Work request: Output only the lines from the start of the entries through the line holding "pub const IB_PARAM_SPEC_MISC: u32". Each line must match the original exactly.

=== Data ===

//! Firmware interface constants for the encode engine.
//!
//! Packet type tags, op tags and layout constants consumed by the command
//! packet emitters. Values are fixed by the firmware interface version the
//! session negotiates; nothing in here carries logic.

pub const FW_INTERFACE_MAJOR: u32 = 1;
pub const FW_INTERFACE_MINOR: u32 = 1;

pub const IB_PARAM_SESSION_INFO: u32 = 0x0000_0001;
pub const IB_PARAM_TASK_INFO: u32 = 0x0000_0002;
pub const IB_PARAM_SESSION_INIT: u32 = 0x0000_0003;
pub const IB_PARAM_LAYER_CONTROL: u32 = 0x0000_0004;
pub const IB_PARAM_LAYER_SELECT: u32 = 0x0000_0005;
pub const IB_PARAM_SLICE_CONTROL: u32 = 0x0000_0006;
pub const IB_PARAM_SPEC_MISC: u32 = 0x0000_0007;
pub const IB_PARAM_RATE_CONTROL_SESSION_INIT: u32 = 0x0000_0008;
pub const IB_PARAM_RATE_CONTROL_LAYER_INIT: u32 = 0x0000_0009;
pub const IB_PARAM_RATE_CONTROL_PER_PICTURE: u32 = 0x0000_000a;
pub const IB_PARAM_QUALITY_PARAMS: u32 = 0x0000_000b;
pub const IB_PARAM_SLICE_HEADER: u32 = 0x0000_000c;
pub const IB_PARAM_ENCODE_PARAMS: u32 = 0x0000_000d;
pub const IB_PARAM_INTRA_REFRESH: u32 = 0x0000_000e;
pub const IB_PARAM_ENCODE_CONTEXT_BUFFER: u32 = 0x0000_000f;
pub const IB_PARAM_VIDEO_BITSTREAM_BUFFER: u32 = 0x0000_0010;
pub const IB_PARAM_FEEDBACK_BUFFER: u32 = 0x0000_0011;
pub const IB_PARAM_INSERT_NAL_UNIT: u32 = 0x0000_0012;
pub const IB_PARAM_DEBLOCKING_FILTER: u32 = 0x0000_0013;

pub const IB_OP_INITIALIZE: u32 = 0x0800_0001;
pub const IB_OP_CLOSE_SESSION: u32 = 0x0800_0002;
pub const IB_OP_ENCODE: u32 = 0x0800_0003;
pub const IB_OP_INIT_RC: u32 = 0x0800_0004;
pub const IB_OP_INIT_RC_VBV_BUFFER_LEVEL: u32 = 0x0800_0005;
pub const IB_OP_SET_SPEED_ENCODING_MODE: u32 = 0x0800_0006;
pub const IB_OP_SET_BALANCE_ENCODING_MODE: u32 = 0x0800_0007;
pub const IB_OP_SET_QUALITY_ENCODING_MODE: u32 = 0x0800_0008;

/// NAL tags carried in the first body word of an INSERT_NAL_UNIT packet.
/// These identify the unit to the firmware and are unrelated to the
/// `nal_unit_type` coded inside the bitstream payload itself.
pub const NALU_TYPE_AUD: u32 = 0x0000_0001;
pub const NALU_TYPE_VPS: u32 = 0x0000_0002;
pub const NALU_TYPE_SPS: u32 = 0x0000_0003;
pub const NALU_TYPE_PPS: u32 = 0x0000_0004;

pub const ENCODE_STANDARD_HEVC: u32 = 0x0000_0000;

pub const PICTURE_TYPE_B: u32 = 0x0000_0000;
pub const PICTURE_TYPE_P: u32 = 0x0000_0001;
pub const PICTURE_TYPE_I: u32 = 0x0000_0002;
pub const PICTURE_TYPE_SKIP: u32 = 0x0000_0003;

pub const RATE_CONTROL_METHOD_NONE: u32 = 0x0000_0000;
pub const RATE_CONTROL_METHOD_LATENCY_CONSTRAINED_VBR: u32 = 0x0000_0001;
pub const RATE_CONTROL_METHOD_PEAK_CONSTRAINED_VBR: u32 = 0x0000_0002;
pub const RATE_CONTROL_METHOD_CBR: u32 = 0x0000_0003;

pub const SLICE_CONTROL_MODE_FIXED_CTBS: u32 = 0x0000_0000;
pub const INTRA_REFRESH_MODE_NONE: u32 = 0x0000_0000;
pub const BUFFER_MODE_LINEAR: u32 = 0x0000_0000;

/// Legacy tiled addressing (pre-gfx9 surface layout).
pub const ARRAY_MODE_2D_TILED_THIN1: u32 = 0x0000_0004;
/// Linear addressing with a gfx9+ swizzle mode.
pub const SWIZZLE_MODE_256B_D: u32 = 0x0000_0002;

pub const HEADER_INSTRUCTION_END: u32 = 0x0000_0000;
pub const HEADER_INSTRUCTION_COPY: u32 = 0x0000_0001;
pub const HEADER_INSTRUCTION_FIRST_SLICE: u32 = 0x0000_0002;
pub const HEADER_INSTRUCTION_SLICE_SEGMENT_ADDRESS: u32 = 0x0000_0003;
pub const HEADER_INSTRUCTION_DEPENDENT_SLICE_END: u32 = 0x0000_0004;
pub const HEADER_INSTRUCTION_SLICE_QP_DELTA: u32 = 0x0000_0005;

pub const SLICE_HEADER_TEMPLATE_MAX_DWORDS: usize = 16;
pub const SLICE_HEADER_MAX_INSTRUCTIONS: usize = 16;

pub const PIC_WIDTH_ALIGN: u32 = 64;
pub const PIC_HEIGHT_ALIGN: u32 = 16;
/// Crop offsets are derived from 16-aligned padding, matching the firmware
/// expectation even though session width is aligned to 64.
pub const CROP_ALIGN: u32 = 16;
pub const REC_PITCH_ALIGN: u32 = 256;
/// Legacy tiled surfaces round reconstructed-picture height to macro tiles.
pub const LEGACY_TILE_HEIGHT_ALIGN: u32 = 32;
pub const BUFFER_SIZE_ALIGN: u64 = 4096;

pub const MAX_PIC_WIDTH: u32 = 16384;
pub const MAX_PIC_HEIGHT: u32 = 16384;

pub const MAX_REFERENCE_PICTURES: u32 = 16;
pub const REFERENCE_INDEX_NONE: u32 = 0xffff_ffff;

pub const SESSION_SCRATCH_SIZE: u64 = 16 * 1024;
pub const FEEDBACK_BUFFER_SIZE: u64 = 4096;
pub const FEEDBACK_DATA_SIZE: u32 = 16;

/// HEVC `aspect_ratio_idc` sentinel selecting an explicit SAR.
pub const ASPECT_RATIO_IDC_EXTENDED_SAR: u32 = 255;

===

Result of this exercise:
//! Firmware interface constants for the encode engine.
//!
//! Packet type tags, op tags and layout constants consumed by the command
//! packet emitters. Values are fixed by the firmware interface version the
//! session negotiates; nothing in here carries logic.

pub const FW_INTERFACE_MAJOR: u32 = 1;
pub const FW_INTERFACE_MINOR: u32 = 1;

pub const IB_PARAM_SESSION_INFO: u32 = 0x0000_0001;
pub const IB_PARAM_TASK_INFO: u32 = 0x0000_0002;
pub const IB_PARAM_SESSION_INIT: u32 = 0x0000_0003;
pub const IB_PARAM_LAYER_CONTROL: u32 = 0x0000_0004;
pub const IB_PARAM_LAYER_SELECT: u32 = 0x0000_0005;
pub const IB_PARAM_SLICE_CONTROL: u32 = 0x0000_0006;
pub const IB_PARAM_SPEC_MISC: u32 = 0x0000_0007;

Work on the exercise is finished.